Secondly, not everyone exposed to SARS-CoV-2 is bound to get infected. We can obtain an estimate of how infectious a virus is by looking at a parameter called the secondary attack rate. The secondary attack rate is the proportion of people who are infected after coming into contact with an infected person. Therefore, a 100% secondary attack rate means that everybody who interacts with an infected person would also be infected.

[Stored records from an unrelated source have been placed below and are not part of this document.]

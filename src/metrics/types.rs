//! @ai:module:intent Metric types for fio result analysis
//! @ai:module:layer domain
//! @ai:module:public_api MetricName, MetricSet, AggregatedMetrics, Statistic
//! @ai:module:stateless true

use crate::error::Error;
use serde::{Deserialize, Serialize};
use std::collections::BTreeMap;
use std::str::FromStr;

/// @ai:intent Recognized metric names, declared in canonical order
/// @ai:effects pure
#[derive(Debug, Clone, Copy, PartialEq, Eq, PartialOrd, Ord, Hash, Serialize, Deserialize)]
#[serde(rename_all = "snake_case")]
pub enum MetricName {
    ReadIoBytes,
    ReadBw,
    ReadIops,
    ReadLatencyMean,
    ReadLatencyStddev,
    ReadClatMean,
    ReadClatStddev,
    WriteIoBytes,
    WriteBw,
    WriteIops,
    WriteLatencyMean,
    WriteLatencyStddev,
}

impl MetricName {
    /// Every recognized metric, in canonical order.
    pub const ALL: [MetricName; 12] = [
        MetricName::ReadIoBytes,
        MetricName::ReadBw,
        MetricName::ReadIops,
        MetricName::ReadLatencyMean,
        MetricName::ReadLatencyStddev,
        MetricName::ReadClatMean,
        MetricName::ReadClatStddev,
        MetricName::WriteIoBytes,
        MetricName::WriteBw,
        MetricName::WriteIops,
        MetricName::WriteLatencyMean,
        MetricName::WriteLatencyStddev,
    ];

    /// Metrics aggregated and reported when nothing else is configured.
    pub const DEFAULT_TRACKED: [MetricName; 6] = [
        MetricName::ReadBw,
        MetricName::ReadIops,
        MetricName::ReadLatencyMean,
        MetricName::ReadLatencyStddev,
        MetricName::WriteBw,
        MetricName::WriteIops,
    ];

    /// @ai:intent Convert metric name to its report/config spelling
    /// @ai:effects pure
    pub fn as_str(&self) -> &'static str {
        match self {
            MetricName::ReadIoBytes => "read_io_bytes",
            MetricName::ReadBw => "read_bw",
            MetricName::ReadIops => "read_iops",
            MetricName::ReadLatencyMean => "read_latency_mean",
            MetricName::ReadLatencyStddev => "read_latency_stddev",
            MetricName::ReadClatMean => "read_clat_mean",
            MetricName::ReadClatStddev => "read_clat_stddev",
            MetricName::WriteIoBytes => "write_io_bytes",
            MetricName::WriteBw => "write_bw",
            MetricName::WriteIops => "write_iops",
            MetricName::WriteLatencyMean => "write_latency_mean",
            MetricName::WriteLatencyStddev => "write_latency_stddev",
        }
    }
}

impl std::fmt::Display for MetricName {
    fn fmt(&self, f: &mut std::fmt::Formatter<'_>) -> std::fmt::Result {
        write!(f, "{}", self.as_str())
    }
}

impl FromStr for MetricName {
    type Err = Error;

    fn from_str(s: &str) -> Result<Self, Self::Err> {
        MetricName::ALL
            .iter()
            .copied()
            .find(|name| name.as_str() == s)
            .ok_or_else(|| Error::Config(format!("unknown metric name: {}", s)))
    }
}

/// @ai:intent Canonical flat metric values for one job
/// @ai:effects pure
#[derive(Debug, Clone, PartialEq)]
pub struct MetricSet {
    values: BTreeMap<MetricName, f64>,
}

impl MetricSet {
    /// @ai:intent Build a set from explicit values; any metric left out is zero
    /// @ai:effects pure
    pub fn from_values<I: IntoIterator<Item = (MetricName, f64)>>(values: I) -> Self {
        let mut set = Self::default();
        for (name, value) in values {
            set.values.insert(name, value);
        }
        set
    }

    /// @ai:intent Value for a metric (always present)
    /// @ai:effects pure
    pub fn get(&self, name: MetricName) -> f64 {
        self.values.get(&name).copied().unwrap_or(0.0)
    }

    /// @ai:intent Iterate values in canonical metric order
    /// @ai:effects pure
    pub fn iter(&self) -> impl Iterator<Item = (MetricName, f64)> + '_ {
        self.values.iter().map(|(name, value)| (*name, *value))
    }

    pub fn len(&self) -> usize {
        self.values.len()
    }

    pub fn is_empty(&self) -> bool {
        self.values.is_empty()
    }
}

impl Default for MetricSet {
    fn default() -> Self {
        Self {
            values: MetricName::ALL.iter().map(|name| (*name, 0.0)).collect(),
        }
    }
}

/// @ai:intent Per-metric observation sequences accumulated across a run
/// @ai:invariant series order is the tracked-metric order given at construction
#[derive(Debug, Clone, Default, PartialEq)]
pub struct AggregatedMetrics {
    series: Vec<(MetricName, Vec<f64>)>,
}

impl AggregatedMetrics {
    /// @ai:intent Create empty sequences for the tracked metrics, dropping duplicates
    /// @ai:effects pure
    pub fn new(tracked: &[MetricName]) -> Self {
        let mut series: Vec<(MetricName, Vec<f64>)> = Vec::with_capacity(tracked.len());
        for name in tracked {
            if !series.iter().any(|(existing, _)| existing == name) {
                series.push((*name, Vec::new()));
            }
        }
        Self { series }
    }

    /// @ai:intent Append one job's values to every tracked sequence
    /// @ai:effects mutates self
    pub fn push(&mut self, set: &MetricSet) {
        for (name, values) in &mut self.series {
            values.push(set.get(*name));
        }
    }

    /// @ai:intent Append another accumulator's sequences after this one's
    /// @ai:pre other tracks the same metrics
    /// @ai:effects mutates self
    pub fn extend(&mut self, other: AggregatedMetrics) {
        for (name, values) in other.series {
            if let Some((_, target)) = self.series.iter_mut().find(|(n, _)| *n == name) {
                target.extend(values);
            }
        }
    }

    pub fn get(&self, name: MetricName) -> Option<&[f64]> {
        self.series
            .iter()
            .find(|(n, _)| *n == name)
            .map(|(_, values)| values.as_slice())
    }

    pub fn iter(&self) -> impl Iterator<Item = (MetricName, &[f64])> + '_ {
        self.series
            .iter()
            .map(|(name, values)| (*name, values.as_slice()))
    }

    pub fn names(&self) -> Vec<MetricName> {
        self.series.iter().map(|(name, _)| *name).collect()
    }

    /// @ai:intent Number of jobs folded in so far
    /// @ai:effects pure
    pub fn observations(&self) -> usize {
        self.series
            .first()
            .map(|(_, values)| values.len())
            .unwrap_or(0)
    }
}

/// @ai:intent Mean and population standard deviation for one metric
#[derive(Debug, Clone, Copy, Default, PartialEq, Serialize, Deserialize)]
pub struct Statistic {
    pub mean: f64,
    pub stddev: f64,
}
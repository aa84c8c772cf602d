//! @ai:module:intent Plain-text comparison report
//! @ai:module:layer infrastructure
//! @ai:module:public_api TextReporter
//! @ai:module:stateless true

use crate::compare::ComparisonResult;
use crate::error::{Error, Result};
use std::fmt::Write as FmtWrite;
use std::path::Path;

/// Rendered in place of a baseline the profile does not define.
pub const UNKNOWN_BASELINE: &str = "unknown";

/// @ai:intent Trait for text report generation
pub trait TextReporterTrait: Send + Sync {
    /// @ai:intent Write the text report for a set of comparison results
    fn generate(&self, results: &[ComparisonResult], output_path: &Path) -> Result<()>;
}

/// @ai:intent Renders one line per metric in result order
pub struct TextReporter;

impl TextReporter {
    /// @ai:intent Create a new text reporter
    /// @ai:effects pure
    pub fn new() -> Self {
        Self
    }

    /// @ai:intent Render a single report line (no trailing newline)
    /// @ai:effects pure
    pub fn format_line(result: &ComparisonResult) -> String {
        let baseline = result
            .baseline
            .map(|b| b.to_string())
            .unwrap_or_else(|| UNKNOWN_BASELINE.to_string());
        let flagged = if result.flagged { "True" } else { "False" };

        format!(
            "{}: Test Avg = {:.2}, Test STDDEV = {:.2}, Baseline = {}, Flagged = {}",
            result.metric, result.test_avg, result.test_stddev, baseline, flagged
        )
    }

    /// @ai:intent Render the whole report
    /// @ai:effects pure
    pub fn render(results: &[ComparisonResult]) -> String {
        let mut output = String::new();
        for result in results {
            writeln!(output, "{}", Self::format_line(result)).unwrap();
        }
        output
    }
}

impl Default for TextReporter {
    fn default() -> Self {
        Self::new()
    }
}

impl TextReporterTrait for TextReporter {
    /// @ai:intent Write the report, creating parent directories
    /// @ai:effects fs:write
    fn generate(&self, results: &[ComparisonResult], output_path: &Path) -> Result<()> {
        let write = || -> std::io::Result<()> {
            if let Some(parent) = output_path.parent().filter(|p| !p.as_os_str().is_empty()) {
                std::fs::create_dir_all(parent)?;
            }
            std::fs::write(output_path, Self::render(results))
        };

        write().map_err(|source| Error::ReportWrite {
            path: output_path.to_path_buf(),
            source,
        })
    }
}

As we might expect, the secondary attack rate will vary depending on the type of interaction. For example, the household secondary attack rate, focusing on persons sharing the same household with the infected patient, tends to be higher than the secondary attack rate including all types of interaction. Muge Cevik, a researcher in infectious disease at the University of Saint Andrews, shared on Twitter several published estimates of secondary attack rates. While varying between studies, the reported secondary attack rates in households were roughly between 10 and 20% while the secondary attack rates considering all kinds of contacts were even lower.

An analysis of hundreds of COVID-19 cases in Shenzhen as well as their close contacts yielded a household secondary attack rate of 11.2%^[1]. Similar analysis in Guangzhou gave a secondary attack rate of 17.1% among people sharing the same address as an infected person^[2]. In a superspreading event in the US, a particularly high 53.3% secondary attack rate was calculated. These numbers mean that a person in contact with an infected patient will not necessarily get infected by the virus.

Thirdly, even when a person gets infected, death will not necessarily ensue. The infection fatality ratio (IFR) compares the number of deaths to the overall number of infections. Determining the IFR is not easy because not all the COVID-19 infections and COVID-19 related deaths are known in absence of systematic testing and autopsy. Furthermore, it is easy to see that the probability of dying highly depends on the demographics and the capacity and reactivity of the local health system. In addition, the IFR varies greatly among the population with the most vulnerable groups such as the elderly presenting a higher IFR. However, a team from the Pasteur Institute estimated the IFR in France to 0.5%^[3], meaning that among 1000 infected persons, 5 patients died on average. The Centers for Disease Control and Prevention in the U.S. (CDC) recently updated their epidemiological predictions. Their best estimate provides an IFR for the U.S. of 0.65%. The CDC further estimates that 40% of infections remain asymptomatic.

Altogether, this shows that being exposed to SARS-CoV-2 does not give a 100% chance of getting infected, and getting infected does not always result in death. Therefore, it is well within expectations that most people who do not wear masks are still alive, and this cannot be used to make conclusions about the usefulness or efficiency of masks.

Furthermore, masks not only protect oneself from being infected but also limit the risks of infecting others. As a result, people with uncovered faces indirectly benefit from a reduced virus transmission due to others wearing masks, analogous to the herd immunity effect. Indeed, Health Feedback previously explained that currently available scientific data support the fact that wearing masks reduces the risk of SARS-CoV-2 propagation by decreasing respiratory droplets exhalation and inhalation. Analyzing the spread of COVID-19 in Wuhan, Italy and New York City, researchers found that face covering masks reduced the number of infections^[4].

REFERENCES

• 1 – Bi et al. (2020) Epidemiology and transmission of COVID-19 in 391 cases and 1286 of their close contacts in Shenzhen, China: a retrospective cohort study. The Lancet Infectious Diseases.
• 2 – Jing et al. (2020) Household secondary attack rate of COVID-19 and associated determinants in Guangzhou, China: a retrospective cohort study. The Lancet Infectious Diseases.
• 3 – Salje et al. (2020) Estimating the burden of SARS-CoV-2 in France. Science.
• 4 – Zhang et al. (2020) Identifying airborne transmission as the dominant route for the spread of COVID-19. Proceedings of the National Academy of Sciences.